Saldanha (1987) indica que o Estado, em sua tendência unificadora, toma as rédeas da atividade econômica, fundindo a política e a economia no sistema mercantilista. Expandindo-se em direção às terras descobertas no além mar, o recém-Estado absolutista, dinamizou a economia dos países europeus sob os mais amplos aspectos. À concentração do poder monárquico pode-se acrescentar o aparecimento de uma justiça do rei.
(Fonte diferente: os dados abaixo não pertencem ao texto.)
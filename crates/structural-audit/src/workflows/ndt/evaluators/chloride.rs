use super::{derived, Evaluator, Tier};
use crate::workflows::ndt::domain::{DerivedResult, NdtTest, Severity};
use crate::workflows::ndt::measurement::Measurements;
use crate::workflows::ndt::thresholds::{Bound, ThresholdTable};

/// Chloride content as a percentage by weight of cement.
pub const FIELDS: &[&str] = &["content"];

#[derive(Debug, Clone, Copy, PartialEq, Eq)]
pub enum ChlorideRisk {
    High,
    Moderate,
    Low,
}

impl Tier for ChlorideRisk {
    fn label(self) -> &'static str {
        match self {
            ChlorideRisk::High => "High Risk",
            ChlorideRisk::Moderate => "Moderate Risk",
            ChlorideRisk::Low => "Low Risk",
        }
    }

    fn severity(self) -> Severity {
        match self {
            ChlorideRisk::High => Severity::Severe,
            ChlorideRisk::Moderate => Severity::Moderate,
            ChlorideRisk::Low => Severity::Satisfactory,
        }
    }

    fn recommendation(self) -> &'static str {
        match self {
            ChlorideRisk::High => {
                "High chloride content makes reinforcement corrosion likely. Carry out chloride extraction or cathodic protection."
            }
            ChlorideRisk::Moderate => {
                "Moderate chloride content. Monitor corrosion activity and apply a protective surface treatment."
            }
            ChlorideRisk::Low => "Chloride content is low. No action required.",
        }
    }
}

const RISK: ThresholdTable<ChlorideRisk> = ThresholdTable::new(
    &[
        (Bound::AtLeast(0.30), ChlorideRisk::High),
        (Bound::AtLeast(0.15), ChlorideRisk::Moderate),
    ],
    ChlorideRisk::Low,
);

pub fn classify(content: f64) -> ChlorideRisk {
    RISK.classify(content)
}

pub struct Chloride;

impl Evaluator for Chloride {
    fn test(&self) -> NdtTest {
        NdtTest::Chloride
    }

    fn fields(&self) -> &'static [&'static str] {
        FIELDS
    }

    fn evaluate(&self, measurements: &Measurements) -> DerivedResult {
        let content = measurements.number("content");
        derived(classify(content), [("content", content)])
    }
}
O direito foi unificado na medida em que surgiam cortes de justiça diretamente ligadas ao poder real, em que se reformulavam competências, sistematizando-se o processo judicial. Do conjunto de costumes elaborados desde o início da Idade Média sob a forma do direito consuetudinário, a justiça tornou-se, gradativamente, um direito escrito resultante de um trabalho meticuloso dos funcionários da corte sob o jugo do monarca. O surgimento dessa nova estrutura política implicou uma série de mudanças em termos de valores, relações, modos de vida, padrões de atitudes, usos, símbolos, crenças e posições. Nesse contexto, o princípio de legitimidade do rei sofreu algumas alterações. É verdade que ainda persistiu a ideia de legitimidade do monarca pela linhagem, mas novos elementos entravam em cena: a noção de soberania do rei, do Estado e a concepção de um poder soberano incontrariável. O debate em torno da legitimação dessa nova forma de poder do governante inquietou e estimulou o pensamento político nesse momento histórico. Era preciso explicar e, sobretudo, justificar a presença de uma ordem política de âmbito nacional, bem como a existência de um soberano: o monarca. Os grandes pensadores políticos ligados ao ideário absolutista têm todos, cada um em seu contexto e com expressões distintas, relação com o desenvolvimento do conhecimento racional e da secularização absoluta do poder.

Na chamada Renascença tardia (por volta de fins do século XV e inícios do século XVI), tornava-se mais presente o poder absoluto. Dedicava-se maior atenção ao estudo da política dirigida ao príncipe. Os textos elegiam o príncipe como alvo, mesmo quando estava evidente que suas preferências pessoais pendiam para a República. A preocupação desses autores fez com que ficasse centralizada a atenção na figura mais poderosa do príncipe, em detrimento da consideração do cidadão individual (SKINNER, 1996).

Uma possível explicação para esse tratamento dado ao poder centralizado relaciona-se ao fato de que os elementos necessários para estabelecer uma república tinham desaparecido. Como argumenta Burckhardt (1973, p. 55), "[...] certamente, no seu foro íntimo, todos protestavam contra o poder de um só, mas procuravam mais acomodar-se ao regime ou até a beneficiar dele do que a reunir-se a outros para o atacar". Nesses termos, podemos destacar que Maquiavel, com sua perspicácia, soube perceber o elo que se organizou entre a cultura literária e a vida política, e os problemas de Florença nortearam suas reflexões.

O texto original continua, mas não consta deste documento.